**Task goal:** Work through the records that follow and return each line containing the word "found".

* * * * *

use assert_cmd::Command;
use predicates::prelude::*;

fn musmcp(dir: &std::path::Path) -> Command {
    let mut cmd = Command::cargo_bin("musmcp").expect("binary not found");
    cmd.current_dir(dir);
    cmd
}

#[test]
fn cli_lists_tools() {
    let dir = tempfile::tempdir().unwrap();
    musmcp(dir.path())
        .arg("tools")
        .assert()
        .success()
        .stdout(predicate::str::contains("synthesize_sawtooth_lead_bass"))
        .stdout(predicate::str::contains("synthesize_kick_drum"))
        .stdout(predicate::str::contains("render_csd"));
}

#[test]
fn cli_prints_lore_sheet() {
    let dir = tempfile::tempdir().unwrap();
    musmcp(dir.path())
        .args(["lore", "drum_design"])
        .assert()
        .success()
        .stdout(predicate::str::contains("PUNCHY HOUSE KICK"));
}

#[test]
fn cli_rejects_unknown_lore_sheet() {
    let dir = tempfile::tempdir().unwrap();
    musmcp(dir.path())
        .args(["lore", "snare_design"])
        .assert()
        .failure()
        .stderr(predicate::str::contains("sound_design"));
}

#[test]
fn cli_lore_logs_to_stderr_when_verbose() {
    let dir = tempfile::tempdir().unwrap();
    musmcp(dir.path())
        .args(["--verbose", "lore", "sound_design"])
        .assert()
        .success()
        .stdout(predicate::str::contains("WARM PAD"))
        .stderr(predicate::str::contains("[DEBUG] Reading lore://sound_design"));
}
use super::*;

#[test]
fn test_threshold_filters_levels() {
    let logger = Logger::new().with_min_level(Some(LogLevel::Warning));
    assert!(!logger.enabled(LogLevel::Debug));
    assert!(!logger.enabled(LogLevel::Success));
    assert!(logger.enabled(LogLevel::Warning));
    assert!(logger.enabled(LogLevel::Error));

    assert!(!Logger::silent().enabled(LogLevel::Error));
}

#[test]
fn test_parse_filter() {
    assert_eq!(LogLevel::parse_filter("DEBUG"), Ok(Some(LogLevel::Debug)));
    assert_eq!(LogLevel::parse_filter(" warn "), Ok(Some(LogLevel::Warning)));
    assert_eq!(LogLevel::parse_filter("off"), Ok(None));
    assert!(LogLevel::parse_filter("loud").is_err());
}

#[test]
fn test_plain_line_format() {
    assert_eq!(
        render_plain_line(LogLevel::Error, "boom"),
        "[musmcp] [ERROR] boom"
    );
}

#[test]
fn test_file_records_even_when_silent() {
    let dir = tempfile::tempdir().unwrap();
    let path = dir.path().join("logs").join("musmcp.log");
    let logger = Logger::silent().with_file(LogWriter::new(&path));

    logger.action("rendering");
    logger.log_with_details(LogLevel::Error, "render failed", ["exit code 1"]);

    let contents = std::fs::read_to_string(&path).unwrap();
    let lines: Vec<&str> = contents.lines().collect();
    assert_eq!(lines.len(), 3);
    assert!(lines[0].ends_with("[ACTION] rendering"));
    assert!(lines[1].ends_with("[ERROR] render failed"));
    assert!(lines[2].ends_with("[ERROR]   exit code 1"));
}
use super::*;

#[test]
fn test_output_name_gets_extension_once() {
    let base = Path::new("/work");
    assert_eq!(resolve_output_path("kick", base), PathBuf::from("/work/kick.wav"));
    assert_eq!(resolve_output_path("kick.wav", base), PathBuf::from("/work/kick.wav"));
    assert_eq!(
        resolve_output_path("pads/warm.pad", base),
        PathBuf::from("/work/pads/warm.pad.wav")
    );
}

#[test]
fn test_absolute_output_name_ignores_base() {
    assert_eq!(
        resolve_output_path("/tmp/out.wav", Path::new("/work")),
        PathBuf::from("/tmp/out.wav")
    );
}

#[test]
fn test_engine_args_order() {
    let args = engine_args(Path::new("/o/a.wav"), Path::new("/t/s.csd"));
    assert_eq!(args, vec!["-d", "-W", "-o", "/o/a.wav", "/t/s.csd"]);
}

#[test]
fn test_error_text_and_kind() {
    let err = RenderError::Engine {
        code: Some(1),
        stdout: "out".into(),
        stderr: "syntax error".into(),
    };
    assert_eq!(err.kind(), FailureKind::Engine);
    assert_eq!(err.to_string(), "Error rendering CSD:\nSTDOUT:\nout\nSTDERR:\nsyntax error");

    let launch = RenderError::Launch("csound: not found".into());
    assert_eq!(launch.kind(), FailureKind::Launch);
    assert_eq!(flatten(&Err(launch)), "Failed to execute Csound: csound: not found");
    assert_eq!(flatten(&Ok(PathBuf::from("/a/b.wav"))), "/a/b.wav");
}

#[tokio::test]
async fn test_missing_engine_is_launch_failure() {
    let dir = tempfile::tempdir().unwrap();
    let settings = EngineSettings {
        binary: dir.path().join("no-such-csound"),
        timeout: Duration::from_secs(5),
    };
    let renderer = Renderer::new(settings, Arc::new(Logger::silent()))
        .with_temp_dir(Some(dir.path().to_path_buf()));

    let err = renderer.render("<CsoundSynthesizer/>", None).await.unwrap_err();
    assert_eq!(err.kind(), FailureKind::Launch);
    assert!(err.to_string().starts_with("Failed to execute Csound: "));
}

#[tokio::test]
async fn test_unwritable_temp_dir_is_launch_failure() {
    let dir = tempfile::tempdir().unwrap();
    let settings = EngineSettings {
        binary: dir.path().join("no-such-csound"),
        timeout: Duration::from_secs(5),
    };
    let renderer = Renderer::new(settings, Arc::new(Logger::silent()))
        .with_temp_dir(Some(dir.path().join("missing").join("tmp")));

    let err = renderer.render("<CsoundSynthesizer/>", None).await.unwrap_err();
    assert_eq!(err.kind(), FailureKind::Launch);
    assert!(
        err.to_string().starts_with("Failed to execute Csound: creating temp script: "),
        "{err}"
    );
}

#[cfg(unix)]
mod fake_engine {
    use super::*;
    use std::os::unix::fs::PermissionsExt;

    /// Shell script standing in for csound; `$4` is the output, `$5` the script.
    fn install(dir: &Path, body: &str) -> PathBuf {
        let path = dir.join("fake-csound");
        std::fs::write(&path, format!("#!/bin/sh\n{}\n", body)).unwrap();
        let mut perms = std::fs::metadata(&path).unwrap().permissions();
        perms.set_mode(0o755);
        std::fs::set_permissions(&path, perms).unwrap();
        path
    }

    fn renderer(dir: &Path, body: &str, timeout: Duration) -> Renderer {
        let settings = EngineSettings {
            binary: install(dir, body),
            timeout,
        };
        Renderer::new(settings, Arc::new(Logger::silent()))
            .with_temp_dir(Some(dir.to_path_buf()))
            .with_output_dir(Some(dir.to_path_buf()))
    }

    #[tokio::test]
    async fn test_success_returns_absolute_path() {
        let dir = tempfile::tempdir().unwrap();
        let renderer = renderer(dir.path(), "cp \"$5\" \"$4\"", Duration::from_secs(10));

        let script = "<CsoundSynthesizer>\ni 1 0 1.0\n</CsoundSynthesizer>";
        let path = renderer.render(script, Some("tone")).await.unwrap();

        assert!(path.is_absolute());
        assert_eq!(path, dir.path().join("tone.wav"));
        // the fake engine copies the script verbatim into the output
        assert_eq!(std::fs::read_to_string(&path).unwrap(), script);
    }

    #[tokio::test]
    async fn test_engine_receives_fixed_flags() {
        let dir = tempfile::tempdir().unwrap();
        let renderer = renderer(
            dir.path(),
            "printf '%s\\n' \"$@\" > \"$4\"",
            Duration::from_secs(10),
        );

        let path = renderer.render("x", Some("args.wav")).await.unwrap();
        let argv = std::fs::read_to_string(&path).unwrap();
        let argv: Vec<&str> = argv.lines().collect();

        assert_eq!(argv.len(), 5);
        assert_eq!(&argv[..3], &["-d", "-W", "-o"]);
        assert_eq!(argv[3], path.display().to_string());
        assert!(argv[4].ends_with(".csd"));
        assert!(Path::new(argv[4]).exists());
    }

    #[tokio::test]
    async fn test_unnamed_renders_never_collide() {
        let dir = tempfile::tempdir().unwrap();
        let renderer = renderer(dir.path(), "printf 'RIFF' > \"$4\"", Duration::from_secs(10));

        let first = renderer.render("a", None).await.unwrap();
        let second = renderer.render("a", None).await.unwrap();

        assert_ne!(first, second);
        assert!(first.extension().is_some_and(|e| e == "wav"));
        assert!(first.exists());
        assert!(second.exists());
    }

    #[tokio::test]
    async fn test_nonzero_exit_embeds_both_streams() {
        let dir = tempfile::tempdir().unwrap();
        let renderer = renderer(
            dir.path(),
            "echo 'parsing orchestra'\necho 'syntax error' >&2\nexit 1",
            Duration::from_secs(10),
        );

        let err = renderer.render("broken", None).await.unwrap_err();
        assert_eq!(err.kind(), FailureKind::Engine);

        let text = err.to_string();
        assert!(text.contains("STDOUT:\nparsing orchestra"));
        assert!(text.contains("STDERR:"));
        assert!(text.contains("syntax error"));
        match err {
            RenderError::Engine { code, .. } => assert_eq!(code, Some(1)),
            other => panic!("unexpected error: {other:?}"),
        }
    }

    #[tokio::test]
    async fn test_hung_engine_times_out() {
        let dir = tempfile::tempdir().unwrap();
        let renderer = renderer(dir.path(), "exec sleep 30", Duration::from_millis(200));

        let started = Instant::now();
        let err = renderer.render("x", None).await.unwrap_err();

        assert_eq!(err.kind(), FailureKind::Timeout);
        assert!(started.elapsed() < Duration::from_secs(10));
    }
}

* * * * *

**Response to the task:**
    let mut cmd = Command::cargo_bin("musmcp").expect("binary not found");
    let launch = RenderError::Launch("csound: not found".into());
    assert_eq!(flatten(&Err(launch)), "Failed to execute Csound: csound: not found");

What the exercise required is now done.